## [RECORDS TO PROCESS]
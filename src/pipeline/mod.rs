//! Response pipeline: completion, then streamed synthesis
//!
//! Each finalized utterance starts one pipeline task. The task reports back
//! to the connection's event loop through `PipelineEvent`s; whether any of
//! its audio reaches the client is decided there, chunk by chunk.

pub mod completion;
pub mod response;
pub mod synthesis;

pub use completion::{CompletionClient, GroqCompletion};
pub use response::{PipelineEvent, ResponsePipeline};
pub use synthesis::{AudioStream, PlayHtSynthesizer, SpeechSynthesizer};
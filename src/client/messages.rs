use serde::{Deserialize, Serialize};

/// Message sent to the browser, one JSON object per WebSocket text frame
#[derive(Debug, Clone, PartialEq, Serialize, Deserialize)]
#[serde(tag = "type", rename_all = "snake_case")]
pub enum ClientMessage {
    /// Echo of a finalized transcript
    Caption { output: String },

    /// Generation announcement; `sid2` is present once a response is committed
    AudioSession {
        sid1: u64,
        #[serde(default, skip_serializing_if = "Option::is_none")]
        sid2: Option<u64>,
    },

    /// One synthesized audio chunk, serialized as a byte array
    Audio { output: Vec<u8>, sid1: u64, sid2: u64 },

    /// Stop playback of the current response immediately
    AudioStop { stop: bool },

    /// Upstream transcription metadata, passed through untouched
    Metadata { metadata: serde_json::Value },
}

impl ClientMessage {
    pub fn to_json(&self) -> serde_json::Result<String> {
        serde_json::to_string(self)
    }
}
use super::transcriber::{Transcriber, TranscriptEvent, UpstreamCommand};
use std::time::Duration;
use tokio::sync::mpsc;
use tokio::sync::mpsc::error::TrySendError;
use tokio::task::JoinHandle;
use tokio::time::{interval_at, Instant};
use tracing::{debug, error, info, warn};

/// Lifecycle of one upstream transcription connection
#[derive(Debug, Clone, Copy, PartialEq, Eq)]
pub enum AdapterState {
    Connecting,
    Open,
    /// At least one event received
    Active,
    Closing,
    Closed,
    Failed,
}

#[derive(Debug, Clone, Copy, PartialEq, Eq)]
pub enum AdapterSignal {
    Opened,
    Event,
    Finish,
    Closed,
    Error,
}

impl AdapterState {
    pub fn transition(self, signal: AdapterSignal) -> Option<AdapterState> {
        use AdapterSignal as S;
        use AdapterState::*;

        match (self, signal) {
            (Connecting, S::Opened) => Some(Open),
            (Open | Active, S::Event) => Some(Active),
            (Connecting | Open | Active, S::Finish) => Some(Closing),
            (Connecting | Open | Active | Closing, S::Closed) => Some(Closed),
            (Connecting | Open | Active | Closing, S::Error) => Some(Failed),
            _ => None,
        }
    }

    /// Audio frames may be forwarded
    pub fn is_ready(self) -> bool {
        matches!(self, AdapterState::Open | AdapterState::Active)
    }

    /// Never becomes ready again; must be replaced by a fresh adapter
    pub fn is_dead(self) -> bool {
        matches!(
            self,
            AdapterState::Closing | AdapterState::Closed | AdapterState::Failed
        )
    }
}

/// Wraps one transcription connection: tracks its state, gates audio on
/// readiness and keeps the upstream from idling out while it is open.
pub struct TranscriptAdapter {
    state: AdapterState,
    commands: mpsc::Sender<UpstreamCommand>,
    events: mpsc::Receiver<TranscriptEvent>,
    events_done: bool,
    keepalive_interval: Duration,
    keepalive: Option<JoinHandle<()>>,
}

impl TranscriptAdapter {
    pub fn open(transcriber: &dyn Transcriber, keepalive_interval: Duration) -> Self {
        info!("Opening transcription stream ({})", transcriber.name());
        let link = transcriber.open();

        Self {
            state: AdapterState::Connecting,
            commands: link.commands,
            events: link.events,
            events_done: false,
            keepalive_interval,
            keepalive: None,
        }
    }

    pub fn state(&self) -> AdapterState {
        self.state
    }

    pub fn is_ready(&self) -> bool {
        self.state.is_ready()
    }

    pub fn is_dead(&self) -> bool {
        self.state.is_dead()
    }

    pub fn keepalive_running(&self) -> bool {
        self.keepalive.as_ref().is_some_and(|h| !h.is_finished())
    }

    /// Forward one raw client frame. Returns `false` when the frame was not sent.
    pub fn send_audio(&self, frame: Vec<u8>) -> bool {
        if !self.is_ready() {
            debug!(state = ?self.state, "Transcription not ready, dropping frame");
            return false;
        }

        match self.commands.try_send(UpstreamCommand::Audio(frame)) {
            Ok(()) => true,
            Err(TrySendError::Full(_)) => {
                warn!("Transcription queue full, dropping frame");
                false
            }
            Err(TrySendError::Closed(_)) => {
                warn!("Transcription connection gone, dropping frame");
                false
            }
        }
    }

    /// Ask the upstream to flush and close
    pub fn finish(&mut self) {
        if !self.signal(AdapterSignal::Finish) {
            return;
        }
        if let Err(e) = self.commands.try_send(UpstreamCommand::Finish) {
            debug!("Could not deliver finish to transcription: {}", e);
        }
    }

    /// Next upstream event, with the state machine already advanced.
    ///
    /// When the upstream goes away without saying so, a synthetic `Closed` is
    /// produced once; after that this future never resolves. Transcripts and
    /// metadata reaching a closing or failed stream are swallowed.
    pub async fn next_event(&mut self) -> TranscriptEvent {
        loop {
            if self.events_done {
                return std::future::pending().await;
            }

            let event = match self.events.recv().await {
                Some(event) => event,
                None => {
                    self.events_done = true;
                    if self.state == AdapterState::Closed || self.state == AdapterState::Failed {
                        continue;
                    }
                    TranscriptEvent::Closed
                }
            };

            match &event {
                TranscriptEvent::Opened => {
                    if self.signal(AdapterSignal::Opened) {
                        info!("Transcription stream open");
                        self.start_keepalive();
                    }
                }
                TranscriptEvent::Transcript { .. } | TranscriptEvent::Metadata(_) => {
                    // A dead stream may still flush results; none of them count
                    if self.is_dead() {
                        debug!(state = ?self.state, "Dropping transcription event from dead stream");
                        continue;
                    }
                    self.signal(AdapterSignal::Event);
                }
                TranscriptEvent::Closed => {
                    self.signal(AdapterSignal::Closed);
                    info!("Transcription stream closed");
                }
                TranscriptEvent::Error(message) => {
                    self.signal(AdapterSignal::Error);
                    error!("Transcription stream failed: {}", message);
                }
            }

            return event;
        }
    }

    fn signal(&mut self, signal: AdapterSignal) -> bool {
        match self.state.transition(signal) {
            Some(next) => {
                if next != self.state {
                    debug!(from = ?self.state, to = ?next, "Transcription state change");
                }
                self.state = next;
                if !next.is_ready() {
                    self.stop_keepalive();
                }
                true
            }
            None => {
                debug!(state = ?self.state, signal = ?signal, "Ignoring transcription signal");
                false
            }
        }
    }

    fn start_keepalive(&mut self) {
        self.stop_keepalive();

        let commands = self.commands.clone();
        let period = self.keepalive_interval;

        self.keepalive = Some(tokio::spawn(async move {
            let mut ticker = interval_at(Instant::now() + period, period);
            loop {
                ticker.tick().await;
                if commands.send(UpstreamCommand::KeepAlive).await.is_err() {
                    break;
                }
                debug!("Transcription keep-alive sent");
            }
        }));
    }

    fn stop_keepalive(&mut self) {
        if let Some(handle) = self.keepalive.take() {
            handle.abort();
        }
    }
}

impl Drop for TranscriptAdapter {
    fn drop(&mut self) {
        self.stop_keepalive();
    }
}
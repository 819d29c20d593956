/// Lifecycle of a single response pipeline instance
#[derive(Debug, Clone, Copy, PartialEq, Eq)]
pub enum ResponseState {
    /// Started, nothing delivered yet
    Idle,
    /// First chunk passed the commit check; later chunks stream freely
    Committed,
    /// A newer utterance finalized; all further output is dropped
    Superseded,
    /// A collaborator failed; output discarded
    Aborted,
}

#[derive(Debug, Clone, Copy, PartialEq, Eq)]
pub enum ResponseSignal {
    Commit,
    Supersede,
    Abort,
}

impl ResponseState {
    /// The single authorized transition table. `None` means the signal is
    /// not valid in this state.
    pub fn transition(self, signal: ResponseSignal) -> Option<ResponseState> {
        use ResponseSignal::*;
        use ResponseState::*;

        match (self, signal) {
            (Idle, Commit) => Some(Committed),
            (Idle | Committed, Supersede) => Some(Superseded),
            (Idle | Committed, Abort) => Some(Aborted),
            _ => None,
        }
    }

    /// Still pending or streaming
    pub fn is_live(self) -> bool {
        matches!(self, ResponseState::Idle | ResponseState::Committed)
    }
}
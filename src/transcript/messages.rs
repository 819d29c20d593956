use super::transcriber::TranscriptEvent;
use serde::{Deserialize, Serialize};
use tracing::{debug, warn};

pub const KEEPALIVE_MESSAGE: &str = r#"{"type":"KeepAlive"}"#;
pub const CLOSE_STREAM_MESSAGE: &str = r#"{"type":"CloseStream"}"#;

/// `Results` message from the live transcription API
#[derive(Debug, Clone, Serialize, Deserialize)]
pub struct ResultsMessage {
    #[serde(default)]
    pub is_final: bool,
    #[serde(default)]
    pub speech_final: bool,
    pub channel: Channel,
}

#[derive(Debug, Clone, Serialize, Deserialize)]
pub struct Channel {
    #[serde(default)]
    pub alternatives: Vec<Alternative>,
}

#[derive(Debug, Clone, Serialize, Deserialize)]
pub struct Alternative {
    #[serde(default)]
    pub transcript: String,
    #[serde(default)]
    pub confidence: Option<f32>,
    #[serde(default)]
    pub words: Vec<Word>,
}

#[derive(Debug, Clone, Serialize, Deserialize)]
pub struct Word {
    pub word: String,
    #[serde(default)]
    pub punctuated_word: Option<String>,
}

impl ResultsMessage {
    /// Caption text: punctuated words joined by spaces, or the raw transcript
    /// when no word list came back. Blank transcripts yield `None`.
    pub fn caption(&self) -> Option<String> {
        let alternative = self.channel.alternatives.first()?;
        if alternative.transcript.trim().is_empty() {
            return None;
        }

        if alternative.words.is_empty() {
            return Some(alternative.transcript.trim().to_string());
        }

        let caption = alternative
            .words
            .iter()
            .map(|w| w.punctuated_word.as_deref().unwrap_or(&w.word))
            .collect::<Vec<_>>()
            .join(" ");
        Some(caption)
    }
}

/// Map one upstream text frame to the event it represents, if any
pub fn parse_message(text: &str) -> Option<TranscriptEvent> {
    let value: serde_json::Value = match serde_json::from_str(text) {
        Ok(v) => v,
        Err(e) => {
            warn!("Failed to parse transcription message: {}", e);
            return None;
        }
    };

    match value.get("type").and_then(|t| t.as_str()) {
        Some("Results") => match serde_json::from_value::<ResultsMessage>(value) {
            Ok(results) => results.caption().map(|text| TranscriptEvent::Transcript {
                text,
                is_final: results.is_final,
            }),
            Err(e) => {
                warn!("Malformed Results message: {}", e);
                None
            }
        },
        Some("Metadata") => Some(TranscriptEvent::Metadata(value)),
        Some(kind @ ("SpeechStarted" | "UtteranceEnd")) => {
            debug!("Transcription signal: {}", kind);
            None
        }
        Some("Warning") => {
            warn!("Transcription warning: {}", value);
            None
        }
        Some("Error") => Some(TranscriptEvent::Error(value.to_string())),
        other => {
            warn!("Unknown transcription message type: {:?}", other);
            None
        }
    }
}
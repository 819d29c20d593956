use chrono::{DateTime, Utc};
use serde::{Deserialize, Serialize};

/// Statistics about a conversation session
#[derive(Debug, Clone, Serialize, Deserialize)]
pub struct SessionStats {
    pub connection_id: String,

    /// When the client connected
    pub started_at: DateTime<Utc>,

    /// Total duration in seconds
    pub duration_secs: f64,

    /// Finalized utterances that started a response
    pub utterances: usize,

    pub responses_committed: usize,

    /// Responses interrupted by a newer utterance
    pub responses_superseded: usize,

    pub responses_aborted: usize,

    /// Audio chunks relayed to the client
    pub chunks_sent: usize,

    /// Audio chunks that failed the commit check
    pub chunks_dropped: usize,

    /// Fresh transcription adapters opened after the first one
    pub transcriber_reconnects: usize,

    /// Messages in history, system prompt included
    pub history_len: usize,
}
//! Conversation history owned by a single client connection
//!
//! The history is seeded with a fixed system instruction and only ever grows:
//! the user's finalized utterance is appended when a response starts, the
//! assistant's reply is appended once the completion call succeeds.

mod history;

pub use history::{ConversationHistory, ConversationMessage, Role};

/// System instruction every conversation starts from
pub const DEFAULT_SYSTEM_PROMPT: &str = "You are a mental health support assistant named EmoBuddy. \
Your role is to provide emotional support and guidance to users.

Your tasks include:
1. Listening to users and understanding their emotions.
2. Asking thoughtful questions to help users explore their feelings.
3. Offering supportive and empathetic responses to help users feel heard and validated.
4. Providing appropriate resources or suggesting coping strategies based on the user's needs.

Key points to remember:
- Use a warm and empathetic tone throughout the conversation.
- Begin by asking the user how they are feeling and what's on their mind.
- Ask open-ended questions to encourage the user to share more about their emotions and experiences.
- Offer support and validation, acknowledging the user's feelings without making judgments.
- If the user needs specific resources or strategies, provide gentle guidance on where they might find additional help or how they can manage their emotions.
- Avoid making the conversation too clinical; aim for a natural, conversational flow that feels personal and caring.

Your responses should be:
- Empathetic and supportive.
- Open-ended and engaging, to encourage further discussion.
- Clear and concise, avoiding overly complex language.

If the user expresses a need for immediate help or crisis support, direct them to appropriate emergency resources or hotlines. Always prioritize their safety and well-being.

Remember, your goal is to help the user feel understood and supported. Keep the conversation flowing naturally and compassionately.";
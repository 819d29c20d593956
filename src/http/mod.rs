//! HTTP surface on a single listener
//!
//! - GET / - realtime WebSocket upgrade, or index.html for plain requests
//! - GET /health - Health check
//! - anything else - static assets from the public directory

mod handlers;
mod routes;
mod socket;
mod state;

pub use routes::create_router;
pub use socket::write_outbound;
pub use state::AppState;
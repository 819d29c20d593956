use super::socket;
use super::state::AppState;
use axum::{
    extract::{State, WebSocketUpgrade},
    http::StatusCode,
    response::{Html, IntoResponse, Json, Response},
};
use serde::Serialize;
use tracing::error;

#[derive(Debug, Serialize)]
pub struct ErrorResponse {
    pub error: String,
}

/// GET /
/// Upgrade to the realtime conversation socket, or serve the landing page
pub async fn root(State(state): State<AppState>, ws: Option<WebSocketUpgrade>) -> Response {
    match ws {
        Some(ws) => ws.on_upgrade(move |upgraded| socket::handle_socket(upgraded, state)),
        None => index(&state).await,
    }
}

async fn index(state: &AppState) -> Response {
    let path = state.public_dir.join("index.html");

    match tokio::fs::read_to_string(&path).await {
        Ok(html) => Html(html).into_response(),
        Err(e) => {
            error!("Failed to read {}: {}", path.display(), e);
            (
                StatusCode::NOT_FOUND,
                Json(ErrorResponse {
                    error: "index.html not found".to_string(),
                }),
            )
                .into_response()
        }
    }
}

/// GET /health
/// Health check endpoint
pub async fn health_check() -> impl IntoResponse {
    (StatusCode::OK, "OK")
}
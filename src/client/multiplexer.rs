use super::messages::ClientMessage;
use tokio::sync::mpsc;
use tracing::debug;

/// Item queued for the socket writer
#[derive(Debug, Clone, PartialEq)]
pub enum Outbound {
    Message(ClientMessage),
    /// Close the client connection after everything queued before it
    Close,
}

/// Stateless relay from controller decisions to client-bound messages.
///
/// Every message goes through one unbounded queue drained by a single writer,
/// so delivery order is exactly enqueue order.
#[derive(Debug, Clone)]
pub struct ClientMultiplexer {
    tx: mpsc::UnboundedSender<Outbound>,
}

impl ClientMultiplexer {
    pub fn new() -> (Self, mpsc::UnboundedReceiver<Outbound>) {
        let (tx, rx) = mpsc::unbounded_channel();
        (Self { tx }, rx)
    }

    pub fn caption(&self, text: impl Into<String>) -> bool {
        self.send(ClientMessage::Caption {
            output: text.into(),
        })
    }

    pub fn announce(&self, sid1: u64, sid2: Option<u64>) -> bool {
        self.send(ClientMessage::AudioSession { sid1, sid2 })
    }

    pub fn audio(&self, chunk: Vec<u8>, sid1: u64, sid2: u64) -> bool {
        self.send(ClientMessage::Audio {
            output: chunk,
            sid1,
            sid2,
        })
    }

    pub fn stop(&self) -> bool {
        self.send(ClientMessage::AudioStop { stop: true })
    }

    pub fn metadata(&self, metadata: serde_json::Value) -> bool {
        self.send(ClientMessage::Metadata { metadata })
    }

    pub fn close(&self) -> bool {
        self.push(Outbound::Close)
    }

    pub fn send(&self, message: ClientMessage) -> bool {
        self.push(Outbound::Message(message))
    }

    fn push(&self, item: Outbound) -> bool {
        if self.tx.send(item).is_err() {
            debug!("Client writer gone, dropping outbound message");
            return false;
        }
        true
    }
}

## [TO DO]
Reproduce nothing but the lines from the line containing "fn push(&self, item: Outbound)" to the last line of the data, each exactly as written.

## [WRITTEN SOLUTION]
    fn push(&self, item: Outbound) -> bool {
        if self.tx.send(item).is_err() {
            debug!("Client writer gone, dropping outbound message");
            return false;
        }
        true
    }
}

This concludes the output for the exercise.